I have found that the problem with acronyms and initialisms is that they rarely provide cues as to what the company, product, or organization is or does. Generations of existing customers have used the abbreviation “KFC,” but the letters alone don’t tell prospective new customers what the restaurant is famous for. Only the fact that the restaurant is well-known makes the company name change feasible.
Nevertheless, I consider acronyms and initialisms can be a better choice than the long form names they represent. “S.A.D.” tells us exactly the effects of Seasonal Affective Disorder. “SYSCO” is catchier than “Systems and Services Company.” “SAAB” is unquestionably easier for English speakers to remember, never mind pronounce, than “Svenska Aeroplan AktieBolaget.”
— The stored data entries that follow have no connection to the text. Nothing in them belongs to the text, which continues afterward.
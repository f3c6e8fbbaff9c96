//! Error Types
//!
//! This module defines the error types used throughout the crate.
//!
//! # Overview
//!
//! The main error type [`BinderyError`] covers the recoverable failure modes:
//! - GPU adapter and device creation failures
//! - Shader-contract violations found while processing shader source
//! - Per-frame budget exhaustion (indirect draw slots, dynamic uniforms)
//! - Device loss
//!
//! Usage-protocol violations (nested passes, submitting inside a pass,
//! bind group slot gaps) are programming errors and panic instead.
//!
//! # Usage
//!
//! All fallible public APIs return [`Result<T>`], an alias for
//! `std::result::Result<T, BinderyError>`.

use thiserror::Error;

use crate::shader::ShaderProcessError;

/// The main error type for the crate.
#[derive(Error, Debug)]
pub enum BinderyError {
    // ========================================================================
    // Device Errors
    // ========================================================================
    /// Failed to request a compatible GPU adapter.
    #[error("Failed to request WGPU adapter: {0}")]
    AdapterRequestFailed(String),

    /// Failed to create the GPU device.
    #[error("Failed to create WGPU device: {0}")]
    DeviceCreateFailed(#[from] wgpu::RequestDeviceError),

    /// The device was lost; every GPU object must be recreated.
    #[error("GPU device lost")]
    DeviceLost,

    /// No back buffer was acquired for this frame (surface outdated or
    /// minimized, or `frame_start` not called).
    #[error("No back buffer available for this frame")]
    BackBufferUnavailable,

    /// Mapping a buffer for read-back failed.
    #[error("Buffer map failed: {0}")]
    BufferMapFailed(String),

    // ========================================================================
    // Shader Errors
    // ========================================================================
    /// Shader source violated the declaration contract.
    #[error("Shader processing failed: {0}")]
    ShaderProcessing(#[from] ShaderProcessError),

    /// The shader failed processing earlier and cannot be used for drawing.
    #[error("Shader '{name}' failed processing and cannot be used")]
    ShaderUnavailable {
        /// Shader name
        name: String,
    },

    // ========================================================================
    // Budget Errors
    // ========================================================================
    /// More indirect draw slots were requested in one frame than configured.
    #[error(
        "Indirect draw slots exhausted: requested {requested}, {used} of {capacity} already used this frame"
    )]
    IndirectSlotsExhausted {
        /// Slots requested by the failing call
        requested: u32,
        /// Slots already handed out this frame
        used: u32,
        /// Configured capacity
        capacity: u32,
    },

    /// The per-frame dynamic uniform ring ran out of space.
    #[error(
        "Dynamic uniform ring exhausted: requested {requested} bytes, {used} of {capacity} already used"
    )]
    UniformRingExhausted {
        /// Bytes requested by the failing call
        requested: u64,
        /// Bytes already allocated this frame
        used: u64,
        /// Ring capacity in bytes
        capacity: u64,
    },

    /// A vertex element cannot be expressed as a GPU vertex format.
    #[error("Vertex element '{name}' ({data_type} x{components}) is not supported by the GPU")]
    UnsupportedVertexElement {
        /// Element semantic name
        name: String,
        /// Component data type
        data_type: String,
        /// Number of components
        components: u32,
    },
}

/// Alias for `Result<T, BinderyError>`.
pub type Result<T> = std::result::Result<T, BinderyError>;
#[test]
fn external_uniform_type_mismatch_fails() {
    let view_uniforms =
        UniformBufferFormat::new([("color".to_string(), ValueType::parse("vec3f").unwrap(), 0)])
            .unwrap();
    let mut options = ProcessingOptions::default();
    options.uniform_formats[VIEW_GROUP] = Some(Arc::new(view_uniforms));

    let err = process(
        &ShaderDefinition::render("mismatch", VERTEX, FRAGMENT)
            .with_attribute("vertex_position", Semantic::Position)
            .with_options(options),
    )
    .unwrap_err();
    assert!(matches!(err, ShaderProcessError::ConflictingUniformType { .. }));
}

#[test]
fn material_textures_are_not_duplicated_in_the_mesh_group() {
    let mut keys = KeyInterner::new();
    let material = BindGroupFormat::new(
        &mut keys,
        Vec::new(),
        vec![BindTextureFormat::new("diffuseMap", wgpu::ShaderStages::FRAGMENT)],
        Vec::new(),
    );
    let mut options = ProcessingOptions::default();
    options.bind_group_formats[MATERIAL_GROUP] = Some(Arc::new(material));

    let fragment = FRAGMENT.replace(
        "varying vec4 vColor;",
        "varying vec4 vColor;\nvar diffuseMap: texture_2d<f32>;\nvar diffuseMap_sampler: sampler;",
    );
    let definition = ShaderDefinition::render("textured", VERTEX, fragment)
        .with_attribute("vertex_position", Semantic::Position)
        .with_options(options);
    let processed = processor().process(&definition, &mut keys).unwrap();

    assert_eq!(processed.mesh_bind_group_format.texture_count(), 0);
    assert!(stages(&processed).1.contains("@group(1) @binding(0) var diffuseMap"));
}

// ============================================================================
// Resources
// ============================================================================

#[test]
fn textures_pair_with_following_samplers() {
    let fragment = FRAGMENT.replace(
        "varying vec4 vColor;",
        "varying vec4 vColor;\nvar shadowMap: texture_depth_2d;\nvar shadowMap_sampler: sampler_comparison;\nvar lut: texture_3d<u32>;",
    );
    let processed = process(
        &ShaderDefinition::render("lit", VERTEX, fragment)
            .with_attribute("vertex_position", Semantic::Position),
    )
    .unwrap();

    let format = &processed.mesh_bind_group_format;
    let slots: Vec<(&str, u32)> = format
        .entries()
        .iter()
        .map(|entry| (entry.name.as_str(), entry.slot))
        .collect();
    assert_eq!(
        slots,
        vec![
            ("ub_mesh", 0),
            ("shadowMap", 1),
            ("shadowMap_sampler", 2),
            ("lut", 3)
        ]
    );
    assert!(matches!(
        format.entries()[3].kind,
        BindingKind::Texture {
            sample: TextureSampleKind::Uint,
            dimension: ViewDimension::D3,
            multisampled: false
        }
    ));
}

#[test]
fn external_textures_are_rejected() {
    let fragment = FRAGMENT.replace(
        "varying vec4 vColor;",
        "varying vec4 vColor;\nvar video: texture_external;",
    );
    let err = process(
        &ShaderDefinition::render("video", VERTEX, fragment)
            .with_attribute("vertex_position", Semantic::Position),
    )
    .unwrap_err();
    assert!(matches!(err, ShaderProcessError::UnsupportedResource { ref name, .. } if name == "video"));
}

#[test]
fn sampler_without_texture_fails() {
    let fragment = FRAGMENT.replace(
        "varying vec4 vColor;",
        "varying vec4 vColor;\nvar lonely: sampler;",
    );
    let err = process(
        &ShaderDefinition::render("orphan", VERTEX, fragment)
            .with_attribute("vertex_position", Semantic::Position),
    )
    .unwrap_err();
    assert!(matches!(err, ShaderProcessError::OrphanSampler { .. }));
}

#[test]
fn compute_storage_resources_follow_uniforms() {
    let compute = "\
uniform uint count;
var<storage, read_write> particles: array<vec4f>;
var heightField: texture_storage_2d<rgba8unorm, write>;

@compute @workgroup_size(64)
fn main(@builtin(global_invocation_id) id: vec3u) {
    if (id.x >= uniform.count) {
        return;
    }
    particles[id.x] = particles[id.x] * 0.5;
}
";
    let processed = process(&ShaderDefinition::compute("particles", compute)).unwrap();
    assert!(processed.is_compute());

    let format = &processed.mesh_bind_group_format;
    assert_eq!(format.buffer_count(), 1);
    assert_eq!(format.storage_count(), 2);
    assert!(matches!(
        format.entry("particles").map(|e| &e.kind),
        Some(BindingKind::StorageBuffer { read_only: false, .. })
    ));
    assert_eq!(format.entry("heightField").map(|e| e.slot), Some(2));

    let ProcessedStages::Compute { compute } = &processed.stages else {
        panic!("expected a compute shader");
    };
    assert!(compute.contains("id.x >= ub_mesh.count"));
}

// ============================================================================
// Shader Objects
// ============================================================================

#[test]
fn failed_shaders_keep_their_error() {
    let mut keys = KeyInterner::new();
    let fragment = FRAGMENT.replace("varying vec4 vColor;", "varying vec4 vNormal;");
    let definition = ShaderDefinition::render("broken", VERTEX, fragment)
        .with_attribute("vertex_position", Semantic::Position);

    let shader = Shader::new(&definition, &processor(), &mut keys);
    assert!(shader.is_failed());
    assert!(matches!(
        shader.error(),
        Some(ShaderProcessError::MissingVarying { .. })
    ));
    assert!(matches!(
        shader.processed(),
        Err(BinderyError::ShaderUnavailable { ref name }) if name == "broken"
    ));
}

#[test]
fn identical_definitions_share_content_keys() {
    let mut keys = KeyInterner::new();
    let definition = ShaderDefinition::render("unlit", VERTEX, FRAGMENT)
        .with_attribute("vertex_position", Semantic::Position);
    let a = Shader::new(&definition, &processor(), &mut keys);
    let b = Shader::new(&definition, &processor(), &mut keys);
    assert_eq!(
        a.processed().unwrap().content_key(),
        b.processed().unwrap().content_key()
    );
}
In fact, when expanding globally, abbreviating your company name often beats translating it. The abbreviation might not mean much in the new country, but accurate translation is a difficult art, and inaccurate translation can make your company look bad. Not translating the long form of the name may well leave overseas customers struggling to pronounce it.
Unless you’re already well-known at home and going global, beware of using initials for a company name. There are so many acronyms and initialisms out there already that you’re likely to add to the confusion rather than branding your company.
There are many examples of company names formed by acronyms and initialisms. Matthew Phiong wrote about the interesting story behind several company names. The Re-Imagineering blog explains the history of Walt Disney Imagineering, which was originally WED Enterprises, (the initials of Walt’s full name, Walter Elias Disney.)